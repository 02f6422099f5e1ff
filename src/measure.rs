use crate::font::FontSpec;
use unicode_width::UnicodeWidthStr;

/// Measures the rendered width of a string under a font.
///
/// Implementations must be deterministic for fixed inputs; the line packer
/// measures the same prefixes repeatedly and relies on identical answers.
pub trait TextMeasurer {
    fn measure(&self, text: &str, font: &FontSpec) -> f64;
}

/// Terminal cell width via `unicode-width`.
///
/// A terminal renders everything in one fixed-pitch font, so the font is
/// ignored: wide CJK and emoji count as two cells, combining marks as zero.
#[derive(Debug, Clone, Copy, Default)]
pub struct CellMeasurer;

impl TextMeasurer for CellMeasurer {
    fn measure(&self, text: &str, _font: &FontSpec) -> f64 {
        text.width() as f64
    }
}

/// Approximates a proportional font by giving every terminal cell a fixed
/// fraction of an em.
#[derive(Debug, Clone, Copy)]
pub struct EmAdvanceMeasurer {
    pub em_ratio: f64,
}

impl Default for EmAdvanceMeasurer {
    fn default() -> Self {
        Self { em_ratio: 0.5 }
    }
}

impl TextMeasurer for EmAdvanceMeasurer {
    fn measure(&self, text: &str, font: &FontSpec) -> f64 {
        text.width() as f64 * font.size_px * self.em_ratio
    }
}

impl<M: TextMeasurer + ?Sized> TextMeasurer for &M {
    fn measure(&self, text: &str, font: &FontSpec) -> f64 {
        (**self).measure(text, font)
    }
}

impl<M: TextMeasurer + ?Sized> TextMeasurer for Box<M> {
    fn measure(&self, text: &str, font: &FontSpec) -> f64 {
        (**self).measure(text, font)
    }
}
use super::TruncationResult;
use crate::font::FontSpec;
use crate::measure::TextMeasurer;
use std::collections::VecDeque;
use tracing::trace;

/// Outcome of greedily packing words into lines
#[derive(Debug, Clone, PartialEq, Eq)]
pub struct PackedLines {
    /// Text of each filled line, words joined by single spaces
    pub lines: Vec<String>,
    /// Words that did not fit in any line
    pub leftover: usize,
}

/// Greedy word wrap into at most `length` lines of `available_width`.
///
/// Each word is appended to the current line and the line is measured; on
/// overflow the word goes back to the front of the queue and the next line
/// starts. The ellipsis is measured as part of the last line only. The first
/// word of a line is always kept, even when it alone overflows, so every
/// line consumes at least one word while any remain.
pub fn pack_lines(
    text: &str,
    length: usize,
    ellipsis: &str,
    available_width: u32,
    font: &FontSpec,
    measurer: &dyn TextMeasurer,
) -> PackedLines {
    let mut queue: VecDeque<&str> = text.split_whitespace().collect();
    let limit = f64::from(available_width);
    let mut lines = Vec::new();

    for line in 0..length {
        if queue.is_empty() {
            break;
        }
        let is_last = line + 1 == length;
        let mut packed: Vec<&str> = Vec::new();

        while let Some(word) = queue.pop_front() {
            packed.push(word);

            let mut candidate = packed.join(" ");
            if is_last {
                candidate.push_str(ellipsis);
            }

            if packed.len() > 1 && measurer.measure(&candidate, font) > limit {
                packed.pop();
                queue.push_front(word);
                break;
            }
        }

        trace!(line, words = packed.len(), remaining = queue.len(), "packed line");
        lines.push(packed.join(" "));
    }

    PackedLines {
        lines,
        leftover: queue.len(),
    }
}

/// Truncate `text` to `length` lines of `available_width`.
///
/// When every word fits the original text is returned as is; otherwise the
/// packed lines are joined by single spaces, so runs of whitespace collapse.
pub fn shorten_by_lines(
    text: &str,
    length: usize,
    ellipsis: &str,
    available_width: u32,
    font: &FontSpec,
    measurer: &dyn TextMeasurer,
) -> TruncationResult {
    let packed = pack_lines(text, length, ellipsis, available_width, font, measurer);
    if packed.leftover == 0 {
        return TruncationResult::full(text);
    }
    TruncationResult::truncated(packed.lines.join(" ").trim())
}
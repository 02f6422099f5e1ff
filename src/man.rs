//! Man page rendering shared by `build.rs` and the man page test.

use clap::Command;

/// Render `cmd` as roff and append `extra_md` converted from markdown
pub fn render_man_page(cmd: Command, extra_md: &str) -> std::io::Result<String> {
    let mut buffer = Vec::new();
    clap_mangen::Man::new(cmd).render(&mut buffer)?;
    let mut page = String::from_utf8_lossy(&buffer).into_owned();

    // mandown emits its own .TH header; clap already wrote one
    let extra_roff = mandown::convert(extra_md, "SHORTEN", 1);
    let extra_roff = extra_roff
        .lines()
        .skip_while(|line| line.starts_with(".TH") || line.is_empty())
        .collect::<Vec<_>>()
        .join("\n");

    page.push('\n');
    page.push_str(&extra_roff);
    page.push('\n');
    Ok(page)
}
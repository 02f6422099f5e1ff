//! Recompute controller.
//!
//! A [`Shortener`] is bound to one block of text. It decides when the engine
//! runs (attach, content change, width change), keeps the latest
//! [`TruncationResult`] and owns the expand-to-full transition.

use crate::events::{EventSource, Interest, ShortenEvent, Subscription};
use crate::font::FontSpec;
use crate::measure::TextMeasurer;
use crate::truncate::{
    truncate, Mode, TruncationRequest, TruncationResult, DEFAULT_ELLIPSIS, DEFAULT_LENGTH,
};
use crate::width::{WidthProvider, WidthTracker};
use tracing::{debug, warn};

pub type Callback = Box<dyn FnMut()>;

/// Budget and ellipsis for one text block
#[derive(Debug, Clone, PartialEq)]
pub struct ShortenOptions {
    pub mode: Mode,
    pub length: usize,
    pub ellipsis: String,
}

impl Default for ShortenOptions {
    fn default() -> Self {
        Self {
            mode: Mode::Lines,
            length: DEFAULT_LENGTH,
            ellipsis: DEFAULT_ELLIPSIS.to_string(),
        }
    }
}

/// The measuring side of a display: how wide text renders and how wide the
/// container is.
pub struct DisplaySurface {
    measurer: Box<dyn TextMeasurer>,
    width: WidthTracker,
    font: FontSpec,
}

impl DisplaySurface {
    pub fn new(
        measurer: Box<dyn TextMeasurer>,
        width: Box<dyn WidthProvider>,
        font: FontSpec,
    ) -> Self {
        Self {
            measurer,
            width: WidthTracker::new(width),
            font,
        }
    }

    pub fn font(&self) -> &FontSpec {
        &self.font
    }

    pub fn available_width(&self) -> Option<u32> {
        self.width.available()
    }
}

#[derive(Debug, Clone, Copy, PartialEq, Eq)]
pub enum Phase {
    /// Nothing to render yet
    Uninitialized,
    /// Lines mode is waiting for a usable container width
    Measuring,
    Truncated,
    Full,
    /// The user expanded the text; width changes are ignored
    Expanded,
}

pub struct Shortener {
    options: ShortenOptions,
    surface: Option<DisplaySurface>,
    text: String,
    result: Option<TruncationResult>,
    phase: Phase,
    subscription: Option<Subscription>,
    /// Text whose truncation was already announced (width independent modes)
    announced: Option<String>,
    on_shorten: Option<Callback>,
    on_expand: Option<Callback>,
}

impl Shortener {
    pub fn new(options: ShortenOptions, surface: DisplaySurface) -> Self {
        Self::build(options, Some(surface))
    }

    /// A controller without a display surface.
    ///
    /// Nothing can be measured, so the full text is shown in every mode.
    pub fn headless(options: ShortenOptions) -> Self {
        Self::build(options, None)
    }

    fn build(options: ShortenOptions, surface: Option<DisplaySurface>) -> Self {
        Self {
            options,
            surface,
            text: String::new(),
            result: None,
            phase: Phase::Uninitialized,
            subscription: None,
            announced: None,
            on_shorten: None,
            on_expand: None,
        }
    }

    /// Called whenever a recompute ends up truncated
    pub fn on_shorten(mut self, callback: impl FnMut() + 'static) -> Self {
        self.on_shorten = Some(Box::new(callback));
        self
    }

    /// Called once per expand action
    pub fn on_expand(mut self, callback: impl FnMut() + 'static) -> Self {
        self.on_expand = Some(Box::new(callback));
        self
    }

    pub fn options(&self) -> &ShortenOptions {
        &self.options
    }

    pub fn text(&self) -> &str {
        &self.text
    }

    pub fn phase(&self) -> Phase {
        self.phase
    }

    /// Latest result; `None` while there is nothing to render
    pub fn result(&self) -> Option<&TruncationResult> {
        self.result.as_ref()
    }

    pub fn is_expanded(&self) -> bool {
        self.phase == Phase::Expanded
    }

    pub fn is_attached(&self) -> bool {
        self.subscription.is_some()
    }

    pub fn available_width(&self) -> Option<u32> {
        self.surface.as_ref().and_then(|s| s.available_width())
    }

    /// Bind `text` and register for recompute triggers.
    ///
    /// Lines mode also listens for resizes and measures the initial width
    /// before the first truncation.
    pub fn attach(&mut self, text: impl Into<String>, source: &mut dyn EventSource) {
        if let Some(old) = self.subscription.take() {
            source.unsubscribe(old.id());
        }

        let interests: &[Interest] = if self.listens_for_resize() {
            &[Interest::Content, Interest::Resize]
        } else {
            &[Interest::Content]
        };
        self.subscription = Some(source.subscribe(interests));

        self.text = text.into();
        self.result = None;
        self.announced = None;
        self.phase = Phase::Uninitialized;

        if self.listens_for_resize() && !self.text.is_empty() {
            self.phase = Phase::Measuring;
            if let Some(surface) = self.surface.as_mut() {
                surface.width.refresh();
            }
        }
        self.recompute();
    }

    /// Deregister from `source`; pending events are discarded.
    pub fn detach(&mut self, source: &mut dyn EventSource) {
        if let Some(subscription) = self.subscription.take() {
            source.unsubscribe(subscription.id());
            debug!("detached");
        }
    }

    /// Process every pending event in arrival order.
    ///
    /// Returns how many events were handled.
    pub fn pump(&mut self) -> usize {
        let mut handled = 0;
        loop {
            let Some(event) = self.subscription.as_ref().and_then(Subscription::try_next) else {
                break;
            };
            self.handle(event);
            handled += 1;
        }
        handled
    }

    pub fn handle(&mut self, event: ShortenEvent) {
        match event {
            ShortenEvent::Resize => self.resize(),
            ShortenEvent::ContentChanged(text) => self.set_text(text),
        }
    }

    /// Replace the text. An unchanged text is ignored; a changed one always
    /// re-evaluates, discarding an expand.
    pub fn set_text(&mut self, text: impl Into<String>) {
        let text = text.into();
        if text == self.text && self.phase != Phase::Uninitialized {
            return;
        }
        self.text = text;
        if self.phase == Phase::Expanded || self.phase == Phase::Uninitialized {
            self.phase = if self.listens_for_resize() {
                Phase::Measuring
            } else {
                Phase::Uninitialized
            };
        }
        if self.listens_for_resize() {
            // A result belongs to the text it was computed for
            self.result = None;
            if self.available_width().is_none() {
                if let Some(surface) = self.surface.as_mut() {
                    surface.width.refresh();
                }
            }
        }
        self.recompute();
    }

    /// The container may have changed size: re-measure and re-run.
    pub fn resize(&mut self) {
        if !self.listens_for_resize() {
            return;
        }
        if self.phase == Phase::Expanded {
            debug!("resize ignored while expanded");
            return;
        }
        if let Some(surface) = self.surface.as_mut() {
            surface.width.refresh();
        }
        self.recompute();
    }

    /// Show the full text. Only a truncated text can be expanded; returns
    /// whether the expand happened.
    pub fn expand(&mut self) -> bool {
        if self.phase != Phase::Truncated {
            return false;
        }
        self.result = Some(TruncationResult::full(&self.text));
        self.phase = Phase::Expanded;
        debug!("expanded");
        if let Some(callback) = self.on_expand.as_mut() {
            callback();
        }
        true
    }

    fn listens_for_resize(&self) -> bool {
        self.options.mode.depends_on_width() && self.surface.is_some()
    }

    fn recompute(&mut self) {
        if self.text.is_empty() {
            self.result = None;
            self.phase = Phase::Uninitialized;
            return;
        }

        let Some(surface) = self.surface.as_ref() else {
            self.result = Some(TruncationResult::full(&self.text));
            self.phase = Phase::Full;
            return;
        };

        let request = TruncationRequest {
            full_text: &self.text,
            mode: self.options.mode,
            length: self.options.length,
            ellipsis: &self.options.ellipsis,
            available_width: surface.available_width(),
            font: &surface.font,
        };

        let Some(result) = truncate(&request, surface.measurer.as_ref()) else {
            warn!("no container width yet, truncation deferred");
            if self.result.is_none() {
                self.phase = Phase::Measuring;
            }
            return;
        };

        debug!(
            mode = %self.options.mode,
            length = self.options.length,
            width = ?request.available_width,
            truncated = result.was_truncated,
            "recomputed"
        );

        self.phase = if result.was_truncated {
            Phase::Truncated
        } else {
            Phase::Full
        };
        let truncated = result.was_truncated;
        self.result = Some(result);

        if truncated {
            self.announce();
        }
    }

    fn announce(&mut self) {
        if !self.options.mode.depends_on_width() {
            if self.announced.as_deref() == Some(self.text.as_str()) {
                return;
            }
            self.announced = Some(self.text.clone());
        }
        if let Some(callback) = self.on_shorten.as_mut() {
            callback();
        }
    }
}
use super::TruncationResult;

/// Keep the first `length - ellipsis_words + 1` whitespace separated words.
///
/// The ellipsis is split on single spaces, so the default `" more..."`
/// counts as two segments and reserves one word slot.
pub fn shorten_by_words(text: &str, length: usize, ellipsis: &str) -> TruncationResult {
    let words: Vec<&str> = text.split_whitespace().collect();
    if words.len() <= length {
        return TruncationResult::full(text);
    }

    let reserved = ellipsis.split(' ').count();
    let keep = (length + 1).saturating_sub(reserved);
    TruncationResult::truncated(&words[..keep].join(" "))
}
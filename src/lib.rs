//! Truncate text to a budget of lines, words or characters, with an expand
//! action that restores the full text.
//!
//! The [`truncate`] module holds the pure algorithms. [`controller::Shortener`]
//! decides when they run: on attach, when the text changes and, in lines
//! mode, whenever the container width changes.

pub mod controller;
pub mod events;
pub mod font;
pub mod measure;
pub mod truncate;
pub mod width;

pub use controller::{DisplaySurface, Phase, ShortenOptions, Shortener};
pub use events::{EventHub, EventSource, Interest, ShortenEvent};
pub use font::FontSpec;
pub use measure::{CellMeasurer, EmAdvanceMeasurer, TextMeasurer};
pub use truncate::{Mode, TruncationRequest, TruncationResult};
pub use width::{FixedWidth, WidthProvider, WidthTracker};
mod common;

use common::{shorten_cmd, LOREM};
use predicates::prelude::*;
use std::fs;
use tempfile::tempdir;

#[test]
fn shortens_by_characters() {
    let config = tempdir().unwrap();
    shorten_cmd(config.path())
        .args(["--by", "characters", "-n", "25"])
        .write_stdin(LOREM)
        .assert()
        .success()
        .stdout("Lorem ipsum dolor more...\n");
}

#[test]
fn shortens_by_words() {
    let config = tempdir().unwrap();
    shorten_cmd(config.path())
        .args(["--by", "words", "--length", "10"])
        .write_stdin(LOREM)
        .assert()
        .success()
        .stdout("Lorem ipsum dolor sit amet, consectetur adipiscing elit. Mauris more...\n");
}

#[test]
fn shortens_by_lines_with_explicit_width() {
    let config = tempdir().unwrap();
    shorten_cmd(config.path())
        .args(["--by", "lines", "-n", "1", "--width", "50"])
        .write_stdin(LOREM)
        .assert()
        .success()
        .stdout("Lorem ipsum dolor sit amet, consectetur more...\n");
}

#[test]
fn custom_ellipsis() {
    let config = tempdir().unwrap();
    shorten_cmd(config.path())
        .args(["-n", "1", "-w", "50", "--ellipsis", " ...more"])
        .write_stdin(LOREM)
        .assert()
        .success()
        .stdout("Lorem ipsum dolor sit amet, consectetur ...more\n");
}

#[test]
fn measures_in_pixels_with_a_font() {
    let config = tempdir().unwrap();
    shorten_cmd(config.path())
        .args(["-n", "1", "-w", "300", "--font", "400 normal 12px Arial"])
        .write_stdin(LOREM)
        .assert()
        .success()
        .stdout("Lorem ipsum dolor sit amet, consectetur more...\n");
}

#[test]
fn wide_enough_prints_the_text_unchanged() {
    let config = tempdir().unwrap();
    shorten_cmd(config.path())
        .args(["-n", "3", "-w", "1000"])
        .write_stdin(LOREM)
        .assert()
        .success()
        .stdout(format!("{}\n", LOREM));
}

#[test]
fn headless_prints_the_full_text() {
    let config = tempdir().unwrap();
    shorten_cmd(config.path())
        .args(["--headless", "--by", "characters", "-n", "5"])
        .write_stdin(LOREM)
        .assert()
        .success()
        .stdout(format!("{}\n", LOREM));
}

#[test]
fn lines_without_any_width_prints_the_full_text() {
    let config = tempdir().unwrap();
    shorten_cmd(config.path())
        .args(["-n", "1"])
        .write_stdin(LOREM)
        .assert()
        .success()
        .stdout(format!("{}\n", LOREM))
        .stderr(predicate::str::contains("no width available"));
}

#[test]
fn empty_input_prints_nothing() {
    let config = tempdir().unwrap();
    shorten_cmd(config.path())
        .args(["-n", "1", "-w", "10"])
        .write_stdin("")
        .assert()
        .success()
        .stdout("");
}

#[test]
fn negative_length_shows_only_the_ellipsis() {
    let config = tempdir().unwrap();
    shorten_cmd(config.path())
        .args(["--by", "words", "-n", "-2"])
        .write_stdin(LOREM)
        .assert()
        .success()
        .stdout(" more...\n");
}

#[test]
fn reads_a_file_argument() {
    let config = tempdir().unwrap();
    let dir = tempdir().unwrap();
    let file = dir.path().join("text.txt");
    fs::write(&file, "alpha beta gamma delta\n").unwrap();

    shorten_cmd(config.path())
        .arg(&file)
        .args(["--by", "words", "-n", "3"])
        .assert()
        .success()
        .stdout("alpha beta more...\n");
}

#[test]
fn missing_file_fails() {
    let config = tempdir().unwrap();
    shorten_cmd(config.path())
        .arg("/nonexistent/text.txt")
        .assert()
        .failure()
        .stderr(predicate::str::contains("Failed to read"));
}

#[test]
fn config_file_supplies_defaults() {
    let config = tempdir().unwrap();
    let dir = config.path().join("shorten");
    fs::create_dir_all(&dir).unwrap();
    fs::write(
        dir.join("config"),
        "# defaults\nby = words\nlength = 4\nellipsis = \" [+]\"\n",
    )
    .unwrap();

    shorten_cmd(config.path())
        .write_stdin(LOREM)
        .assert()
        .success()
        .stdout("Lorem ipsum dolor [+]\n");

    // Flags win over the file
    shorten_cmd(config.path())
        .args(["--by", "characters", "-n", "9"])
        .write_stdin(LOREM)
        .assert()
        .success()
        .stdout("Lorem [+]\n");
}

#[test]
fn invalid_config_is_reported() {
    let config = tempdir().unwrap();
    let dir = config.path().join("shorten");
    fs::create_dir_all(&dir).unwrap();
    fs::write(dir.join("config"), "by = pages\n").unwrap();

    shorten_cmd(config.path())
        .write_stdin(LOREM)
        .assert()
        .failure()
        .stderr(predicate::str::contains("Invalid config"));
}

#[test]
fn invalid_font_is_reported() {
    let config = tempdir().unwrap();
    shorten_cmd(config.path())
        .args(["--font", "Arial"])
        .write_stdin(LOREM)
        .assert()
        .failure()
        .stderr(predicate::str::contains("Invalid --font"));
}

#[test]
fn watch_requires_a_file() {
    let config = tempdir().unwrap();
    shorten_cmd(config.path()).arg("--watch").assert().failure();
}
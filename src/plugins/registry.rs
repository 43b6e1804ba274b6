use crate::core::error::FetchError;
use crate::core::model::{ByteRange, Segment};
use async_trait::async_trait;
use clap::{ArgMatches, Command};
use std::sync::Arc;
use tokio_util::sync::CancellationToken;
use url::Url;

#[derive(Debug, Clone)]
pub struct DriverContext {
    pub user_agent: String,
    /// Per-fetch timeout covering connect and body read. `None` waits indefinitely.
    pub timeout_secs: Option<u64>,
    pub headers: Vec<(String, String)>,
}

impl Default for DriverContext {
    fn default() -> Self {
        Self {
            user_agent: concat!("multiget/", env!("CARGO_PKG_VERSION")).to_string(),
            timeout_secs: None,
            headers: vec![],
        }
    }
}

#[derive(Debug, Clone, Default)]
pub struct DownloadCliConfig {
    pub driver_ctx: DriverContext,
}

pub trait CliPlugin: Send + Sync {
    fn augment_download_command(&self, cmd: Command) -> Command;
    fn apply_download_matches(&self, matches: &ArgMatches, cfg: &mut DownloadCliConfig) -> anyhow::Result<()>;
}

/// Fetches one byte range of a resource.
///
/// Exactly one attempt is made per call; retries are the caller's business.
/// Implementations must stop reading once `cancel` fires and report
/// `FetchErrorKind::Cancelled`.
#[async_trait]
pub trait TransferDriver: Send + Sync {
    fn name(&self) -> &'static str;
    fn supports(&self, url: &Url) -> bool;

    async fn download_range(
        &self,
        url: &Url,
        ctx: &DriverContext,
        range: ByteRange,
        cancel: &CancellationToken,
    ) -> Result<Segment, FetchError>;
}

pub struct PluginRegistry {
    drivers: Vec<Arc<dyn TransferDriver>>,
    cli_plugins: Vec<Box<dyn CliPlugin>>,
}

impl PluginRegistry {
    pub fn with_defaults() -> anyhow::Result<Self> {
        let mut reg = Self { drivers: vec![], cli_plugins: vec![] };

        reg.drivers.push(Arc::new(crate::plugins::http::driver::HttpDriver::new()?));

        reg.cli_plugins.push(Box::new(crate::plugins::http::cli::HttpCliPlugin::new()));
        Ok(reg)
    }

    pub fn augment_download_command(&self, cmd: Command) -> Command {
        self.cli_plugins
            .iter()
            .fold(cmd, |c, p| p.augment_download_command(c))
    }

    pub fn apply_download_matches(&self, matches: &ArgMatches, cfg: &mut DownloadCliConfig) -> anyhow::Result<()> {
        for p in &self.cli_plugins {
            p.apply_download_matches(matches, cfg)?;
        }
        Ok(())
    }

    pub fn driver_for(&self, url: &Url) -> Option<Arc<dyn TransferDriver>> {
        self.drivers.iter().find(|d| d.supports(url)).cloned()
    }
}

·····

- Required work:
What lines in the material include the string "iter"? Pull each one out.

- Response below:
            .iter()
        self.drivers.iter().find(|d| d.supports(url)).cloned()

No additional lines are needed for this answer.